Preoperative donor endothelial cell count does not affect the rate of dislocation in endothelial keratoplasty. The surgical technique is likely the most important factor that drives the dislocation rate, primary graft failure rate, and long-term endothelial survival, according to one surgeon.

Key Points

Dr. Terry has experience with more than 500 cases of EK included in his institutional review board-approved prospective study. He performed the first EK in the United States in March 2000. Since then, variations of the surgical technique have been developed. As of spring 2007, Dr. Terry had performed about 275 cases of deep lamellar endothelial keratoplasty (DLEK), 32 cases of Descemet's stripping with endothelial keratoplasty (DSEK), and 225 cases of Descemet's stripping automated endothelial keratoplasty (DSAEK), including 80 cases in which pre-cut tissue was used.

Visual acuity results

"When we evaluated the approximately 100 DSAEK eyes that had 6 months of follow-up, the average VA was 20/37. Most importantly, if we eliminate the eyes with cystoid macular edema or age-related macular degeneration, 92% of the eyes that underwent DSAEK had 20/40 or better VA, 30% had 20/25 or better VA, and 12% had 20/20 or better VA, which is much better than we ever achieved with DLEK or penetrating keratoplasty," Dr.
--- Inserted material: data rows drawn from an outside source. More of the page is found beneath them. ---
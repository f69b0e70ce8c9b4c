//! Law link classification.
//!
//! Decides whether an anchor points at a statute and extracts the canonical
//! `(title, reference, url)` triple. Acceptance is a loose substring test on
//! href and text; only anchors that also carry a `YYYY:NNN` reference become
//! laws.

use std::collections::HashSet;
use std::sync::LazyLock;

use regex::Regex;
use url::Url;

use crate::document::Document;
use crate::types::LawReference;

/// Substrings that make an href or link text a law candidate.
const LAW_LINK_TOKENS: &[&str] = &["lag", "sfs", "197", "198", "199", "200", "201", "202"];

/// `(YYYY:NNN)` embedded in link text.
#[allow(clippy::expect_used)] // Static regex that is guaranteed to be valid
static PARENTHESIZED_REFERENCE: LazyLock<Regex> =
    LazyLock::new(|| Regex::new(r"\((\d{4}:\d+)\)").expect("valid regex"));

/// The parenthesized reference including leading whitespace, for stripping.
#[allow(clippy::expect_used)] // Static regex that is guaranteed to be valid
static PARENTHESIZED_REFERENCE_STRIP: LazyLock<Regex> =
    LazyLock::new(|| Regex::new(r"\s*\(\d{4}:\d+\)").expect("valid regex"));

/// Bare `YYYY:NNN` in an href.
#[allow(clippy::expect_used)] // Static regex that is guaranteed to be valid
static BARE_REFERENCE: LazyLock<Regex> =
    LazyLock::new(|| Regex::new(r"(\d{4}):(\d+)").expect("valid regex"));

/// Check if a link looks like a law link.
///
/// # Examples
/// ```
/// use lagboken_harvester::classifier::is_law_link;
///
/// assert!(is_law_link("/lagboken/start/semesterlag-1977480/", ""));
/// assert!(is_law_link("/x/", "Semesterlag (1977:480)"));
/// assert!(!is_law_link("/om-oss", "Om oss"));
/// ```
#[must_use]
pub fn is_law_link(href: &str, text: &str) -> bool {
    let href = href.to_lowercase();
    let text = text.to_lowercase();
    LAW_LINK_TOKENS
        .iter()
        .any(|token| href.contains(token) || text.contains(token))
}

/// Split a line like `Semesterlag (1977:480)` into title and reference.
///
/// # Examples
/// ```
/// use lagboken_harvester::classifier::parse_reference_line;
///
/// assert_eq!(
///     parse_reference_line("Semesterlag (1977:480)"),
///     Some(("Semesterlag".to_string(), "1977:480".to_string()))
/// );
/// assert_eq!(parse_reference_line("Semesterlag"), None);
/// ```
#[must_use]
pub fn parse_reference_line(line: &str) -> Option<(String, String)> {
    let reference = PARENTHESIZED_REFERENCE.captures(line)?.get(1)?.as_str();
    let title = PARENTHESIZED_REFERENCE_STRIP.replace_all(line, "");
    Some((title.trim().to_string(), reference.to_string()))
}

/// Resolve an href against the page it appears on.
///
/// Root-relative hrefs resolve against the origin of `base`, other relative
/// forms (including `?query`) against `base` itself. Only http(s) results are
/// returned; `javascript:` and `mailto:` links yield `None`.
///
/// # Examples
/// ```
/// use lagboken_harvester::classifier::resolve_href;
/// use url::Url;
///
/// let base = Url::parse("https://www.lagboken.se/lagboken/start/arbetsratt/?page=1").unwrap();
/// assert_eq!(
///     resolve_href("/lagboken/x/", &base).as_deref(),
///     Some("https://www.lagboken.se/lagboken/x/")
/// );
/// assert_eq!(
///     resolve_href("?page=2", &base).as_deref(),
///     Some("https://www.lagboken.se/lagboken/start/arbetsratt/?page=2")
/// );
/// assert_eq!(resolve_href("javascript:void(0)", &base), None);
/// ```
#[must_use]
pub fn resolve_href(href: &str, base: &Url) -> Option<String> {
    let href = href.trim();
    if href.is_empty() {
        return None;
    }
    let resolved = base.join(href).ok()?;
    matches!(resolved.scheme(), "http" | "https").then(|| resolved.to_string())
}

/// Classify one anchor as a law reference.
///
/// The reference is taken from `(YYYY:NNN)` in the link text, or failing
/// that from `YYYY:NNN` in the href.
#[must_use]
pub fn classify_anchor(href: &str, text: &str, base: &Url) -> Option<LawReference> {
    if !is_law_link(href, text) {
        return None;
    }

    let (title, reference) = if let Some((title, reference)) = parse_reference_line(text) {
        (title, reference)
    } else {
        let caps = BARE_REFERENCE.captures(href)?;
        let reference = format!("{}:{}", &caps[1], &caps[2]);
        let title = match text.trim() {
            "" => format!("Lag ({reference})"),
            trimmed => trimmed.to_string(),
        };
        (title, reference)
    };

    let url = resolve_href(href, base)?;
    Some(LawReference::new(title, reference, url))
}

/// Extract all law links from a page, first occurrence per reference wins.
#[must_use]
pub fn extract_law_links(document: &Document) -> Vec<LawReference> {
    let mut seen: HashSet<String> = HashSet::new();

    document
        .anchors()
        .iter()
        .filter_map(|anchor| classify_anchor(&anchor.href, &anchor.text, document.url()))
        .filter(|law| seen.insert(law.reference.clone()))
        .collect()
}

#[cfg(test)]
mod tests {
    use super::*;
    use pretty_assertions::assert_eq;

    fn base() -> Url {
        Url::parse("https://www.lagboken.se/lagboken/start/arbetsratt-och-arbetsmiljoratt/")
            .unwrap()
    }

    #[test]
    fn test_is_law_link_tokens() {
        assert!(is_law_link("/SFS/1982-80", ""));
        assert!(is_law_link("/x", "Lag om anställningsskydd"));
        assert!(is_law_link("/x", "Ändrad 2019"));
        assert!(!is_law_link("/kontakt", "Kontakt"));
        assert!(!is_law_link("", ""));
    }

    #[test]
    fn test_classify_from_link_text() {
        let law = classify_anchor(
            "/lagboken/start/arbetsratt-och-arbetsmiljoratt/semesterlag-1977480/",
            "Semesterlag (1977:480)",
            &base(),
        )
        .unwrap();

        assert_eq!(law.title, "Semesterlag");
        assert_eq!(law.reference, "1977:480");
        assert_eq!(
            law.url,
            "https://www.lagboken.se/lagboken/start/arbetsratt-och-arbetsmiljoratt/semesterlag-1977480/"
        );
        assert!(!law.url_synthesized);
    }

    #[test]
    fn test_classify_from_href() {
        let law = classify_anchor("/sfs/1982:80", "  ", &base()).unwrap();
        assert_eq!(law.title, "Lag (1982:80)");
        assert_eq!(law.reference, "1982:80");
        assert_eq!(law.url, "https://www.lagboken.se/sfs/1982:80");

        let law = classify_anchor("/sfs/1982:80", "Anställningsskyddslagen", &base()).unwrap();
        assert_eq!(law.title, "Anställningsskyddslagen");
    }

    #[test]
    fn test_text_reference_takes_priority_over_href() {
        let law = classify_anchor("/sfs/2000:1", "Lag (1977:480)", &base()).unwrap();
        assert_eq!(law.reference, "1977:480");
    }

    #[test]
    fn test_classify_rejects_candidates_without_reference() {
        assert_eq!(classify_anchor("/lagboken/start/", "Lagboken", &base()), None);
        assert_eq!(classify_anchor("/om-oss", "Om oss", &base()), None);
    }

    #[test]
    fn test_classify_rejects_unresolvable_href() {
        assert_eq!(
            classify_anchor("javascript:open()", "Semesterlag (1977:480)", &base()),
            None
        );
    }

    #[test]
    fn test_relative_href_resolves_against_page() {
        let law = classify_anchor("semesterlag-1977480/", "Semesterlag (1977:480)", &base()).unwrap();
        assert_eq!(
            law.url,
            "https://www.lagboken.se/lagboken/start/arbetsratt-och-arbetsmiljoratt/semesterlag-1977480/"
        );
    }

    #[test]
    fn test_accepted_references_are_canonical() {
        let pattern = Regex::new(r"^\d{4}:\d+$").unwrap();
        let anchors = [
            ("/a/", "Semesterlag (1977:480)"),
            ("/sfs/1982:80/", ""),
            ("/b/", "Diskrimineringslag (2008:567) med ändringar"),
            ("/lag/2010:1/", "Text (ej nr)"),
        ];

        for (href, text) in anchors {
            let law = classify_anchor(href, text, &base()).unwrap();
            assert!(pattern.is_match(&law.reference), "{}", law.reference);
        }
    }

    #[test]
    fn test_extract_law_links_dedups_first_wins() {
        let html = r#"<body>
            <a href="/a/semesterlag/">Semesterlag (1977:480)</a>
            <a href="/om-oss">Om oss</a>
            <a href="/b/semesterlag-kopia/">Semesterlagen i kortform (1977:480)</a>
            <a href="/c/">Lag om anställningsskydd (1982:80)</a>
        </body>"#;
        let doc = Document::parse(base(), 200, html);

        let laws = extract_law_links(&doc);

        assert_eq!(laws.len(), 2);
        assert_eq!(laws[0].title, "Semesterlag");
        assert_eq!(laws[0].url, "https://www.lagboken.se/a/semesterlag/");
        assert_eq!(laws[1].reference, "1982:80");
    }
}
Terry said.

In addition to good VA results, the incidence of graft dislocation had decreased over time, he said.

"Initially, in our first 100 cases, we reported a 5% rate of dislocation with DLEK; however, as we performed more challenging cases with filtering tubes and IOL exchanges, the rate increased to 8% in 275 DLEK cases. The 32 cases of DSEK had a 6% rate (two cases) of dislocation. In the series of DSAEK cases, only three dislocations occurred among 223 cases, for a 1.3% dislocation rate," he said.

With those data in mind, Dr. Terry sought to determine which type of tissue to request from the eye bank.

"In the ideal world, the ideal tissue would be from a donor aged 25 years or younger, an endothelial cell count of 4,000 cells/mm2 or higher, and time from donor death to delivery to the operating room less than 1 hour while the tissue is still warm," he quipped.

Dr. Terry said that in the real world, however, he will accept tissue with an endothelial cell count ?2,000 cells/mm2 , a patient age <75 years, and a time since donor death 11 days.

"When we looked at the entire group of 532 cases for all EK procedures-the preoperative endothelial cell count in the 27 cases in which dislocation occurred compared with the 505 cases in which dislocation did not occur-preoperatively, there was no difference in the mean endothelial cell density," he said. "In fact, in eyes that did not dislocate, there was an endothelial cell count as low as 2,100 cells/mm2 , and in eyes in which dislocation occurred, the cell count was as high as 3,454 cells/mm2 . At least in this large series, dislocation did not depend on the preoperative endothelial cell count."